Start of Extracted information
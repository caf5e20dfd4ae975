//! Equinix Metal driver against a mock API server
//!
//! ```bash
//! cargo test -p cloudlink-driver --test equinixmetal_test
//! ```

#![cfg(feature = "equinixmetal")]

mod common;

use cloudlink_driver::{
    ComputeDriver, ComputeProvider, CreateNodeRequest, Credentials, DriverConfig, DriverError,
    EquinixMetalNodeDriver, NodeAuth, NodeState, get_compute_driver,
};
use common::{config_for, fixture, fixture_with};
use serde_json::json;
use std::sync::Arc;
use wiremock::matchers::{body_partial_json, header, method, path, query_param};
use wiremock::{Mock, MockServer, ResponseTemplate};

fn connect(config: DriverConfig) -> Option<Arc<dyn ComputeDriver>> {
    get_compute_driver(ComputeProvider::EquinixMetal)
        .and_then(|f| f.connect(Credentials::api_token("metal-token"), config))
        .ok()
}

async fn mount_devices(server: &MockServer) {
    Mock::given(method("GET"))
        .and(path("/projects/proj-a/devices"))
        .and(query_param("page", "2"))
        .respond_with(ResponseTemplate::new(200).set_body_json(fixture("equinixmetal", "devices_a_page2")))
        .expect(1)
        .mount(server)
        .await;
    Mock::given(method("GET"))
        .and(path("/projects/proj-a/devices"))
        .and(header("X-Auth-Token", "metal-token"))
        .respond_with(ResponseTemplate::new(200).set_body_json(fixture_with(
            "equinixmetal",
            "devices_a_page1",
            &[("{NEXT_HREF}", "/projects/proj-a/devices?page=2&per_page=100")],
        )))
        .expect(1)
        .mount(server)
        .await;
    Mock::given(method("GET"))
        .and(path("/projects/proj-b/devices"))
        .respond_with(ResponseTemplate::new(200).set_body_json(fixture("equinixmetal", "devices_b")))
        .expect(1)
        .mount(server)
        .await;
}

#[tokio::test]
async fn test_equinix_list_nodes_fans_out_over_projects() {
    let server = MockServer::start().await;

    Mock::given(method("GET"))
        .and(path("/projects"))
        .and(query_param("per_page", "100"))
        .respond_with(ResponseTemplate::new(200).set_body_json(fixture("equinixmetal", "projects")))
        .expect(1)
        .mount(&server)
        .await;
    mount_devices(&server).await;

    let driver = require_some!(connect(config_for(&server)));
    let mut nodes = require_ok!(driver.list_nodes().await);
    nodes.sort_by(|a, b| a.id.cmp(&b.id));

    let ids: Vec<&str> = nodes.iter().map(|n| n.id.as_str()).collect();
    assert_eq!(ids, vec!["dev-a1", "dev-a2", "dev-b1"]);

    assert_eq!(nodes[0].state, NodeState::Running);
    assert_eq!(nodes[0].public_ips, vec!["147.75.10.1"]);
    assert_eq!(nodes[0].private_ips, vec!["10.70.10.1"]);
    assert_eq!(nodes[0].extra["project_id"], json!("proj-a"));
    assert_eq!(nodes[1].state, NodeState::Pending);
    assert_eq!(nodes[2].state, NodeState::Stopped);
    // No metro: the facility code stands in
    assert_eq!(nodes[2].location_id.as_deref(), Some("am6"));
}

#[tokio::test]
async fn test_equinix_configured_project_skips_fan_out() {
    let server = MockServer::start().await;

    Mock::given(method("GET"))
        .and(path("/projects"))
        .respond_with(ResponseTemplate::new(500))
        .expect(0)
        .mount(&server)
        .await;
    Mock::given(method("GET"))
        .and(path("/projects/proj-b/devices"))
        .respond_with(ResponseTemplate::new(200).set_body_json(fixture("equinixmetal", "devices_b")))
        .expect(1)
        .mount(&server)
        .await;

    let config = DriverConfig::builder()
        .endpoint(server.uri())
        .option("project_id", "proj-b")
        .build();
    let driver = require_some!(connect(config));
    let nodes = require_ok!(driver.list_nodes().await);

    assert_eq!(nodes.len(), 1);
    assert_eq!(nodes[0].name, "prod-1");
}

#[tokio::test]
async fn test_equinix_create_node() {
    let server = MockServer::start().await;

    Mock::given(method("POST"))
        .and(path("/projects/proj-b/devices"))
        .and(body_partial_json(json!({
            "hostname": "web-1",
            "plan": "c3.small.x86",
            "operating_system": "ubuntu_22_04",
            "metro": "da",
            "billing_cycle": "hourly",
            "user_ssh_keys": ["key-1"]
        })))
        .respond_with(ResponseTemplate::new(201).set_body_json(json!({
            "id": "dev-new",
            "hostname": "web-1",
            "state": "queued",
            "plan": { "slug": "c3.small.x86" },
            "metro": { "code": "da" },
            "ip_addresses": []
        })))
        .expect(1)
        .mount(&server)
        .await;

    let config = DriverConfig::builder()
        .endpoint(server.uri())
        .option("project_id", "proj-b")
        .build();
    let driver = require_some!(connect(config));
    let request = CreateNodeRequest::new("web-1", "c3.small.x86", "ubuntu_22_04")
        .with_location("da")
        .with_auth(NodeAuth::SshKey("key-1".to_string()));
    let node = require_ok!(driver.create_node(&request).await);

    assert_eq!(node.id, "dev-new");
    assert_eq!(node.state, NodeState::Pending);
}

#[tokio::test]
async fn test_equinix_duplicate_key_label() {
    let server = MockServer::start().await;

    Mock::given(method("POST"))
        .and(path("/ssh-keys"))
        .respond_with(
            ResponseTemplate::new(422)
                .set_body_json(json!({ "errors": ["Key has already been taken"] })),
        )
        .mount(&server)
        .await;

    let driver = require_some!(connect(config_for(&server)));
    let err = driver
        .import_key_pair_from_string("deploy", "ssh-ed25519 AAAAC3Nza deploy@host")
        .await
        .unwrap_err();

    assert!(
        matches!(err, DriverError::AlreadyExists { ref name, .. } if name == "deploy"),
        "unexpected error: {err:?}"
    );
}

#[tokio::test]
async fn test_equinix_list_projects_extension() {
    let server = MockServer::start().await;

    Mock::given(method("GET"))
        .and(path("/projects"))
        .respond_with(ResponseTemplate::new(200).set_body_json(fixture("equinixmetal", "projects")))
        .mount(&server)
        .await;

    let driver = require_some!(
        EquinixMetalNodeDriver::builder("metal-token")
            .endpoint(server.uri())
            .build()
            .ok()
    );
    let projects = require_ok!(driver.ex_list_projects().await);

    assert_eq!(projects.len(), 2);
    assert_eq!(projects[1].name, "production");
    assert_eq!(projects[1].organization.as_deref(), Some("org-1"));
    assert!(projects[0].created_at.is_some());
}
End of Extracted information
Required work | In the listing above, show every line with the word "DriverConfig".

Output |
    ComputeDriver, ComputeProvider, CreateNodeRequest, Credentials, DriverConfig, DriverError,
fn connect(config: DriverConfig) -> Option<Arc<dyn ComputeDriver>> {
    let config = DriverConfig::builder()
    let config = DriverConfig::builder()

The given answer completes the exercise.